Task item :: Reproduce, please, only the lines from the first line below to the line containing "use std::path::Path;", inclusive.
==*==
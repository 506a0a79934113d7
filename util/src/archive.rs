//! Struct archiving functionality
//!
//! To add archiving functionality to a struct implement the `Archived` trait.

// ---------------------------------------------------------------------------
// IMPORTS
// ---------------------------------------------------------------------------

// External imports
use csv::WriterBuilder;
pub use csv::Writer;
use serde::Serialize;
use std::fs::File;
use std::path::Path;

// Internal imports
use crate::session::Session;

// ---------------------------------------------------------------------------
// DATA STRUCTURES
// ---------------------------------------------------------------------------

/// An object used to write CSV archive files.
///
/// A default archiver has no file attached and silently discards records, which lets modules be
/// run without a session (in tests for example).
#[derive(Default)]
pub struct Archiver {
    writer: Option<Writer<File>>,
}

// ---------------------------------------------------------------------------
// ENUMERATIONS
// ---------------------------------------------------------------------------

#[derive(Debug, thiserror::Error)]
pub enum ArchiveError {
    #[error("Could not create the archive file: {0}")]
    CreateError(std::io::Error),

    #[error("Could not write to the archive: {0}")]
    WriteError(csv::Error),

    #[error("Could not flush the archive: {0}")]
    FlushError(std::io::Error),
}

// ---------------------------------------------------------------------------
// TRAITS
// ---------------------------------------------------------------------------

/// A trait which enables a struct to be archived as a timestamped csv.
///
/// The struct shall have an `Archiver` member per archived item, set up in the struct's `init`
/// function.
pub trait Archived {
    /// Write the archives for this struct
    fn write(&mut self) -> Result<(), ArchiveError>;
}

// ---------------------------------------------------------------------------
// IMPLEMENTATIONS
// ---------------------------------------------------------------------------

impl Archiver {
    /// Create a new archiver from a paricular path relative to the session's
    /// archive root.
    ///
    /// Parent directories are created as needed and an existing file is truncated.
    pub fn from_path<P: AsRef<Path>>(session: &Session, path: P) -> Result<Self, ArchiveError> {
        let arch_path = session.arch_root.join(path);

        if let Some(parent) = arch_path.parent() {
            std::fs::create_dir_all(parent).map_err(ArchiveError::CreateError)?;
        }

        let file = File::create(arch_path).map_err(ArchiveError::CreateError)?;

        let w = WriterBuilder::new().has_headers(true).from_writer(file);

        Ok(Self { writer: Some(w) })
    }

    /// Serialise a record into the archive.
    ///
    /// The record must serialise as a flat structure (no nested structs or sequences), as
    /// required by CSV. Records should carry their own timestamp, see
    /// [`crate::session::get_elapsed_seconds`].
    pub fn serialise<T: Serialize>(&mut self, record: T) -> Result<(), ArchiveError> {
        if let Some(ref mut w) = self.writer {
            w.serialize(record).map_err(ArchiveError::WriteError)?;
            w.flush().map_err(ArchiveError::FlushError)?;
        }

        Ok(())
    }
}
==*==
Solution for this exercise ::
repository 506a0a79934113d7
filename util/src/archive.rs
//! Struct archiving functionality
//!
//! To add archiving functionality to a struct implement the `Archived` trait.

// ---------------------------------------------------------------------------
// IMPORTS
// ---------------------------------------------------------------------------

// External imports
use csv::WriterBuilder;
pub use csv::Writer;
use serde::Serialize;
use std::fs::File;
use std::path::Path;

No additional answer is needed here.